JP: The second half of that is unanswerable. The first half is also unanswerable. I do think it will sell relatively quickly. In the corporate world, it's all about "buy low and sell high." If you think about the Brewers, their position as a perennially last-place team that loses 90-100 games, their stock price is pretty low. If I'm a prospective buyer, I see a favorable lease, a new beautiful stadium with a retractable dome. If you do a little polling in the state of Wisconsin, despite some of the anger during the off-season, most people consider themselves to be baseball fans. All they are waiting for is a good team to appear, and they'll be back in droves. And you have the number one farm system in baseball and very few financial obligations down the road. I believe, in the next few years, a new ownership group will come in, and it will coincide with a revival of baseball in Wisconsin.

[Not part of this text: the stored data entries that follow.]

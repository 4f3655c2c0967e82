use std::collections::HashMap;
use std::sync::OnceLock;

use serde::Serialize;

use super::nullable_first_follow::NullableFirstFollow;
use super::{END_MARK, EPSILON, EPSILON_ALIASES};
use crate::error::GrammarError;

pub(crate) const EPSILON_IDX: usize = 0;
pub(crate) const END_MARK_IDX: usize = 1;

#[derive(Debug, Clone)]
pub struct NonTerminal {
    pub index: usize,
    pub name: String,
    pub productions: Vec<Vec<usize>>,
}

impl NonTerminal {
    pub fn new(index: usize, name: String) -> Self {
        Self {
            index,
            name,
            productions: Vec::new(),
        }
    }
}

#[derive(Debug, Clone)]
pub enum Symbol {
    Epsilon,
    EndMarker,
    Terminal(String),
    NonTerminal(NonTerminal),
}

impl Symbol {
    pub fn non_terminal(&self) -> Option<&NonTerminal> {
        match self {
            Symbol::NonTerminal(e) => Some(e),
            _ => None,
        }
    }

    /// Terminals and the end marker: symbols matched directly against input.
    pub fn is_literal(&self) -> bool {
        matches!(self, Symbol::Terminal(_) | Symbol::EndMarker)
    }
}

/// One alternative of one non-terminal.
///
/// `ordinal` is 1-based and follows sorted left-hand-side names, then the
/// declaration order of alternatives, so it is stable across runs.
#[derive(Debug, Clone, Copy, PartialEq, Eq, Hash, PartialOrd, Ord, Serialize)]
pub struct ProductionRef {
    pub ordinal: usize,
    pub left: usize,
    pub alternative: usize,
}

/// Collects classified symbols and productions, then validates them into a
/// [`Grammar`].
#[derive(Debug, Clone)]
pub struct GrammarBuilder {
    symbols: Vec<Symbol>,
    symbol_table: HashMap<String, usize>,
    start_symbol: Option<usize>,
}

impl Default for GrammarBuilder {
    fn default() -> Self {
        Self::new()
    }
}

impl GrammarBuilder {
    pub fn new() -> Self {
        let mut symbol_table = HashMap::new();
        symbol_table.insert(EPSILON.to_string(), EPSILON_IDX);
        for alias in EPSILON_ALIASES {
            symbol_table.insert(alias.to_string(), EPSILON_IDX);
        }
        symbol_table.insert(END_MARK.to_string(), END_MARK_IDX);

        Self {
            symbols: vec![Symbol::Epsilon, Symbol::EndMarker],
            symbol_table,
            start_symbol: None,
        }
    }

    pub fn get_symbol_index(&self, name: &str) -> Option<usize> {
        self.symbol_table.get(name).cloned()
    }

    /// Returns the existing index if `name` is already a non-terminal.
    pub fn add_non_terminal(&mut self, name: &str) -> Result<usize, GrammarError> {
        if let Some(idx) = self.get_symbol_index(name) {
            return match &self.symbols[idx] {
                Symbol::NonTerminal(_) => Ok(idx),
                _ => Err(GrammarError::TerminalNonTerminal(name.to_string())),
            };
        }
        let idx = self.symbols.len();
        self.symbols
            .push(Symbol::NonTerminal(NonTerminal::new(idx, name.to_string())));
        self.symbol_table.insert(name.to_string(), idx);
        Ok(idx)
    }

    /// Returns the existing index if `name` is already a terminal.
    pub fn add_terminal(&mut self, name: &str) -> Result<usize, GrammarError> {
        if let Some(idx) = self.get_symbol_index(name) {
            return match &self.symbols[idx] {
                Symbol::Terminal(_) => Ok(idx),
                _ => Err(GrammarError::TerminalNonTerminal(name.to_string())),
            };
        }
        let idx = self.symbols.len();
        self.symbols.push(Symbol::Terminal(name.to_string()));
        self.symbol_table.insert(name.to_string(), idx);
        Ok(idx)
    }

    /// An empty `right` is stored as the epsilon alternative.
    pub fn add_production(&mut self, left: usize, right: Vec<usize>) -> Result<(), GrammarError> {
        if let Some(&bad) = right.iter().find(|&&s| s >= self.symbols.len()) {
            return Err(GrammarError::UndefinedSymbol(format!("#{}", bad)));
        }
        let right = if right.is_empty() {
            vec![EPSILON_IDX]
        } else {
            right
        };
        match self.symbols.get(left) {
            Some(Symbol::NonTerminal(_)) => {}
            Some(symbol) => {
                return Err(GrammarError::NotANonTerminal(symbol_name(symbol).to_string()))
            }
            None => return Err(GrammarError::UndefinedSymbol(format!("#{}", left))),
        }
        if let Some(Symbol::NonTerminal(nt)) = self.symbols.get_mut(left) {
            nt.productions.push(right);
        }
        Ok(())
    }

    pub fn set_start_symbol(&mut self, index: usize) -> Result<(), GrammarError> {
        match self.symbols.get(index) {
            Some(Symbol::NonTerminal(_)) => {
                self.start_symbol = Some(index);
                Ok(())
            }
            Some(symbol) => Err(GrammarError::NotANonTerminal(symbol_name(symbol).to_string())),
            None => Err(GrammarError::UndefinedSymbol(format!("#{}", index))),
        }
    }

    pub fn build(self) -> Result<Grammar, GrammarError> {
        let start_symbol = self.start_symbol.ok_or(GrammarError::MissingStartSymbol)?;

        // A non-terminal without alternatives is only a name: referencing it
        // (or starting from it) is an undefined symbol.
        for symbol in &self.symbols {
            if let Symbol::NonTerminal(nt) = symbol {
                if nt.productions.is_empty() {
                    return Err(GrammarError::UndefinedSymbol(nt.name.clone()));
                }
            }
        }

        let mut non_terminals: Vec<&NonTerminal> =
            self.symbols.iter().filter_map(|s| s.non_terminal()).collect();
        non_terminals.sort_by(|a, b| a.name.cmp(&b.name));

        let mut production_refs = Vec::new();
        for nt in non_terminals {
            for alternative in 0..nt.productions.len() {
                production_refs.push(ProductionRef {
                    ordinal: production_refs.len() + 1,
                    left: nt.index,
                    alternative,
                });
            }
        }

        Ok(Grammar {
            symbols: self.symbols,
            symbol_table: self.symbol_table,
            start_symbol,
            production_refs,
            sets: OnceLock::new(),
        })
    }
}

fn symbol_name(symbol: &Symbol) -> &str {
    match symbol {
        Symbol::Epsilon => EPSILON,
        Symbol::EndMarker => END_MARK,
        Symbol::Terminal(name) => name.as_str(),
        Symbol::NonTerminal(nt) => nt.name.as_str(),
    }
}

/// An immutable context-free grammar.
///
/// Nullable, FIRST and FOLLOW sets are computed on first use and cached for
/// the lifetime of the grammar.
#[derive(Debug, Clone)]
pub struct Grammar {
    pub(crate) symbols: Vec<Symbol>,
    pub(crate) symbol_table: HashMap<String, usize>,
    pub(crate) start_symbol: usize,
    pub(crate) production_refs: Vec<ProductionRef>,
    pub(crate) sets: OnceLock<Result<NullableFirstFollow, GrammarError>>,
}

impl Grammar {
    pub fn epsilon(&self) -> usize {
        EPSILON_IDX
    }

    pub fn end_mark(&self) -> usize {
        END_MARK_IDX
    }

    pub fn start_symbol(&self) -> usize {
        self.start_symbol
    }

    pub fn symbols(&self) -> &[Symbol] {
        &self.symbols
    }

    pub fn terminal_iter(&self) -> impl Iterator<Item = &String> {
        self.symbols.iter().filter_map(|s| {
            if let Symbol::Terminal(name) = s {
                Some(name)
            } else {
                None
            }
        })
    }

    pub fn non_terminal_iter(&self) -> impl Iterator<Item = &NonTerminal> {
        self.symbols.iter().filter_map(|s| s.non_terminal())
    }

    pub fn get_symbol_index(&self, name: &str) -> Option<usize> {
        self.symbol_table.get(name).cloned()
    }

    /// Like [`Grammar::get_symbol_index`], for callers that treat a missing
    /// name as an error.
    pub fn symbol(&self, name: &str) -> Result<usize, GrammarError> {
        self.get_symbol_index(name)
            .ok_or_else(|| GrammarError::UndefinedSymbol(name.to_string()))
    }

    pub fn get_symbol_name(&self, index: usize) -> &str {
        symbol_name(&self.symbols[index])
    }

    pub(crate) fn check_index(&self, index: usize) -> Result<&Symbol, GrammarError> {
        self.symbols
            .get(index)
            .ok_or_else(|| GrammarError::UndefinedSymbol(format!("#{}", index)))
    }

    pub fn is_terminal(&self, index: usize) -> bool {
        matches!(self.symbols.get(index), Some(Symbol::Terminal(_)))
    }

    pub fn is_non_terminal(&self, index: usize) -> bool {
        matches!(self.symbols.get(index), Some(Symbol::NonTerminal(_)))
    }

    /// True if any symbol of `sequence` is a terminal or the end marker.
    pub fn contains_literal_terminal(&self, sequence: &[usize]) -> bool {
        sequence
            .iter()
            .any(|&s| self.symbols.get(s).map_or(false, Symbol::is_literal))
    }

    pub fn alternatives_of(&self, non_terminal: usize) -> Result<&[Vec<usize>], GrammarError> {
        match self.check_index(non_terminal)? {
            Symbol::NonTerminal(nt) => Ok(&nt.productions),
            symbol => Err(GrammarError::UndefinedSymbol(symbol_name(symbol).to_string())),
        }
    }

    fn production_right(&self, p: ProductionRef) -> Option<&[usize]> {
        self.symbols[p.left]
            .non_terminal()?
            .productions
            .get(p.alternative)
            .map(|right| right.as_slice())
    }

    /// Every production in ordinal order.
    pub fn productions(&self) -> impl Iterator<Item = (ProductionRef, &[usize])> + '_ {
        self.production_refs
            .iter()
            .filter_map(move |&p| self.production_right(p).map(|right| (p, right)))
    }

    pub fn production(&self, ordinal: usize) -> Option<(ProductionRef, &[usize])> {
        let p = *self.production_refs.get(ordinal.checked_sub(1)?)?;
        self.production_right(p).map(|right| (p, right))
    }

    pub fn production_ref(&self, left: usize, alternative: usize) -> Result<ProductionRef, GrammarError> {
        let alternatives = self.alternatives_of(left)?;
        if alternative >= alternatives.len() {
            return Err(GrammarError::UndefinedSymbol(format!(
                "{} alternative {}",
                self.get_symbol_name(left),
                alternative
            )));
        }
        self.production_refs
            .iter()
            .find(|p| p.left == left && p.alternative == alternative)
            .copied()
            .ok_or_else(|| GrammarError::UndefinedSymbol(self.get_symbol_name(left).to_string()))
    }

    pub fn production_to_vec_str(&self, production: &[usize]) -> Vec<&str> {
        production
            .iter()
            .map(|&idx| self.get_symbol_name(idx))
            .collect()
    }

    /// Sorted names of a set of symbol indices.
    pub fn names<'a>(&self, set: impl IntoIterator<Item = &'a usize>) -> Vec<&str> {
        let mut names: Vec<&str> = set.into_iter().map(|&i| self.get_symbol_name(i)).collect();
        names.sort();
        names
    }
}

OMC: Did you have a good off-season this year?
JP: Yeah, I did. One of my kids turns eight tomorrow. I've got one that's six, and one that's three. They old enough now that they can sass back to their dad, and give me all the grief that I so richly deserve. I played a lot of tennis and really enjoyed Wisconsin. Every year we're there, we make more and more friends. It's more and more enjoyable to call myself a Wisconsinite.
OMC: I understand you had a little brush with the law out here in Arizona. Could you please elaborate?
JP: We had my three little kids in town, and my mother- and father-in-law came up for a week of Spring Training. We're on the top floor of an apartment, and the lady who lives below us, apparently lives by herself and has never had anybody living above her. I guess the pitter-patter of tiny feet on the apartment floor got her a little upset. She believed we were making more noise than we should be making. I'm thinking back to my college days with the stereos and the kegs. I know how to make noise, believe me. There are very few people in this world who can make more noise that I can. I'm proud of that ability. It's long-dormant, but it's there. In light of this lady's opinion, I'm thinking of breaking out some of those skills again, to show her what things really could be like. But all is good; I put wings on my children, and now everybody's happy.